In essence, physicians entrusted to evaluate and treat infants in critical care situations willingly expressed their opinions that it is ethical for them to deny care “unilaterally” (without parental consultation and permission). Granted, these survey results came from just one sixth of the 3,000 members of the American Society of Pediatrics Section of Perinatal Medicine who were sent surveys, but it surely is frightening.
· 77% said it was ethically permissible to issue a unilateral DNAR order where doctors were treating an infant for whom survival was felt impossible;
· 61% said it was ethically permissible when survival was felt ‘unlikely’;
· 57% said a unilateral DNAR would be permissible if no curative treatment was available;
· 25% said a unilateral DNAR order would be permissible based solely on neurological prognosis.
The many testimonies submitted to the Senate Health & Public Welfare Committee in support of Simon’s Law demonstrate that children have tragically died based on negative “quality of life” assessments by the medical community– particularly children with chromosomal disorders—even Down Syndrome.
Some physicians, in the context of highly expensive remedial treatment, believe they are responsible for “taking the matter in hand” and ending the life of a child whom they consider a burden, but whom the parents see as a gift. Highly negative medical labeling–profiling– of both the unborn and newborns as “incompatible with life,” regularly occurs, in spite of evidence to the contrary from those with such conditions who survive for months, years and even decades.

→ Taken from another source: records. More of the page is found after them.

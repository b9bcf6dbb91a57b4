//! Speech-to-text engine: upload, transcribe, emit subtitles.
//!
//! The retry policy wraps the whole upload + transcribe call; every attempt
//! runs under a fresh timeout while the parent task scope carries none.
//! Cancellation aborts retries immediately.

use std::path::{Path, PathBuf};
use std::sync::Arc;
use std::time::Duration;

use log::info;

use crate::error::LangkitError;
use crate::progress::importance::BAR_STT_PROCESS;
use crate::providers::{ProviderRegistry, SttProvider, Transcription};
use crate::retry::RetryPolicy;
use crate::subtitle::tagged_output_path;
use crate::task::{SttOptions, TaskContext};
use crate::Result;

/// Transcription engine over the provider registry.
pub struct SttEngine {
    registry: Arc<ProviderRegistry>,
}

impl SttEngine {
    /// Create an engine resolving providers through the registry.
    pub fn new(registry: Arc<ProviderRegistry>) -> Self {
        Self { registry }
    }

    /// Transcribe `audio` and write `<base>.<TAG>.srt` next to `media`.
    ///
    /// Returns the path of the written subtitle file.
    pub async fn transcribe_to_subtitle(
        &self,
        ctx: &TaskContext,
        media: &Path,
        audio: &Path,
        language: &str,
        opts: &SttOptions,
    ) -> Result<PathBuf> {
        let provider = self.registry.get_stt_for_model(&opts.model)?;
        self.run(ctx, provider, media, audio, language, opts).await
    }

    /// Transcribe with an already-resolved provider.
    pub async fn run(
        &self,
        ctx: &TaskContext,
        provider: Arc<dyn SttProvider>,
        media: &Path,
        audio: &Path,
        language: &str,
        opts: &SttOptions,
    ) -> Result<PathBuf> {
        ctx.check_cancelled()?;
        ctx.reporter.update(
            BAR_STT_PROCESS,
            0,
            100,
            "transcribe",
            &format!("Transcribing with {}", opts.model),
        );

        let language = if language.is_empty() {
            None
        } else {
            Some(language)
        };
        let policy = RetryPolicy::with_max_attempts(opts.max_try);
        let transcription = policy
            .run(|| self.attempt(ctx, provider.as_ref(), audio, language, opts))
            .await?;

        let subtitle = normalize(transcription, audio)?;
        let out_path = tagged_output_path(media, provider.tag());
        subtitle.save(&out_path)?;
        ctx.reporter.update(
            BAR_STT_PROCESS,
            100,
            100,
            "transcribe",
            "Transcription complete",
        );
        info!("wrote {}", out_path.display());
        Ok(out_path)
    }

    /// One attempt under a fresh child timeout; the parent scope only ever
    /// cancels, it never times out.
    async fn attempt(
        &self,
        ctx: &TaskContext,
        provider: &dyn SttProvider,
        audio: &Path,
        language: Option<&str>,
        opts: &SttOptions,
    ) -> Result<Transcription> {
        let timeout = Duration::from_secs(u64::from(opts.timeout_seconds.max(1)));
        tokio::select! {
            _ = ctx.cancel.cancelled() => Err(LangkitError::Cancelled),
            result = tokio::time::timeout(
                timeout,
                provider.transcribe(&opts.model, audio, language, opts.initial_prompt.as_deref()),
            ) => match result {
                Ok(inner) => inner,
                Err(_) => Err(LangkitError::transient(format!(
                    "transcription attempt timed out after {:?}",
                    timeout
                ))),
            },
        }
    }
}

/// A transcription with no timed segments still produces a valid subtitle
/// file carrying the whole text in one entry.
fn normalize(transcription: Transcription, audio: &Path) -> Result<crate::subtitle::Subtitle> {
    if transcription.segments.is_empty() && transcription.text.trim().is_empty() {
        return Err(LangkitError::transient(format!(
            "provider returned an empty transcription for {}",
            audio.display()
        )));
    }
    if transcription.segments.is_empty() {
        return Ok(crate::subtitle::Subtitle {
            entries: vec![crate::subtitle::SubtitleEntry {
                index: 1,
                start: Duration::ZERO,
                end: Duration::from_secs(5),
                text: transcription.text.trim().to_string(),
            }],
        });
    }
    Ok(transcription.to_subtitle())
}

#[cfg(test)]
mod tests {
    use super::*;
    use crate::config::CredentialStore;
    use crate::event::{EventHub, EventSink, EventThrottler};
    use crate::progress::{compute_importance_map, ProgressReporter};
    use crate::providers::{MockSttProvider, TranscriptSegment};
    use crate::task::{FeatureSet, Mode};
    use tempfile::TempDir;
    use tokio_util::sync::CancellationToken;

    fn test_ctx() -> TaskContext {
        let hub = Arc::new(EventHub::new(64));
        let throttler = Arc::new(EventThrottler::new(hub as Arc<dyn EventSink>));
        let map = compute_importance_map(
            Mode::Subs2Dubs,
            false,
            &FeatureSet {
                stt: true,
                ..FeatureSet::default()
            },
        );
        TaskContext::new(CancellationToken::new(), ProgressReporter::new(throttler, map))
    }

    fn stt_opts() -> SttOptions {
        SttOptions {
            model: "whisper-1".into(),
            initial_prompt: None,
            timeout_seconds: 10,
            max_try: 2,
        }
    }

    #[tokio::test]
    async fn test_writes_provider_suffixed_srt() {
        let tmp = TempDir::new().unwrap();
        let media = tmp.path().join("demo.mp4");
        let audio = tmp.path().join("demo.wav");
        std::fs::write(&media, b"").unwrap();
        std::fs::write(&audio, b"RIFF").unwrap();

        let mut provider = MockSttProvider::new();
        provider.expect_tag().return_const("WHISPER");
        provider.expect_transcribe().returning(|_, _, _, _| {
            Ok(Transcription {
                text: "hello".into(),
                segments: vec![TranscriptSegment {
                    start: 0.0,
                    end: 1.0,
                    text: "hello".into(),
                }],
            })
        });

        let engine = SttEngine::new(Arc::new(crate::providers::ProviderRegistry::new(Arc::new(
            CredentialStore::new(),
        ))));
        let ctx = test_ctx();
        let out = engine
            .run(&ctx, Arc::new(provider), &media, &audio, "ja", &stt_opts())
            .await
            .unwrap();

        assert_eq!(out, tmp.path().join("demo.WHISPER.srt"));
        let written = std::fs::read_to_string(&out).unwrap();
        assert!(written.contains("hello"));
        assert!(!written.contains('\r'));
    }

    #[tokio::test]
    async fn test_retries_transient_then_succeeds() {
        let tmp = TempDir::new().unwrap();
        let media = tmp.path().join("demo.mp4");
        let audio = tmp.path().join("demo.wav");
        std::fs::write(&media, b"").unwrap();
        std::fs::write(&audio, b"RIFF").unwrap();

        let mut provider = MockSttProvider::new();
        provider.expect_tag().return_const("WHISPER");
        let mut call = 0;
        provider.expect_transcribe().returning(move |_, _, _, _| {
            call += 1;
            if call == 1 {
                Err(LangkitError::transient("HTTP 503"))
            } else {
                Ok(Transcription {
                    text: "ok".into(),
                    segments: vec![TranscriptSegment {
                        start: 0.0,
                        end: 1.0,
                        text: "ok".into(),
                    }],
                })
            }
        });

        let engine = SttEngine::new(Arc::new(crate::providers::ProviderRegistry::new(Arc::new(
            CredentialStore::new(),
        ))));
        let ctx = test_ctx();
        let out = engine
            .run(&ctx, Arc::new(provider), &media, &audio, "", &stt_opts())
            .await
            .unwrap();
        assert!(out.exists());
    }

    #[tokio::test]
    async fn test_cancellation_aborts_retries() {
        let tmp = TempDir::new().unwrap();
        let media = tmp.path().join("demo.mp4");
        let audio = tmp.path().join("demo.wav");
        std::fs::write(&media, b"").unwrap();
        std::fs::write(&audio, b"RIFF").unwrap();

        let mut provider = MockSttProvider::new();
        provider.expect_tag().return_const("WHISPER");
        provider.expect_transcribe().times(0..=1).returning(|_, _, _, _| {
            Err(LangkitError::transient("should not matter"))
        });

        let ctx = test_ctx();
        ctx.cancel.cancel();
        let engine = SttEngine::new(Arc::new(crate::providers::ProviderRegistry::new(Arc::new(
            CredentialStore::new(),
        ))));
        let err = engine
            .run(&ctx, Arc::new(provider), &media, &audio, "", &stt_opts())
            .await
            .unwrap_err();
        assert!(err.is_cancelled());
    }

    #[test]
    fn test_normalize_empty_segments_falls_back_to_text() {
        let transcription = Transcription {
            text: "just text".into(),
            segments: vec![],
        };
        let subtitle = normalize(transcription, Path::new("a.wav")).unwrap();
        assert_eq!(subtitle.entries.len(), 1);
        assert_eq!(subtitle.entries[0].text, "just text");
    }
}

On its face, a DNR/DNAR medical order for a minor that is issued without written permission indicates a desire to
1. sidestep obtaining written parental consent, under the excuse of the emotional difficulty in discussing the matter; or
2. avoid admitting that the physician/facility is committed to denial of life-sustaining treatment; or
Simon’s Law will protect lives threatened by medical discrimination and usurpation of parental rights by pediatric specialists claiming an “ethical” basis for denying life-sustaining care.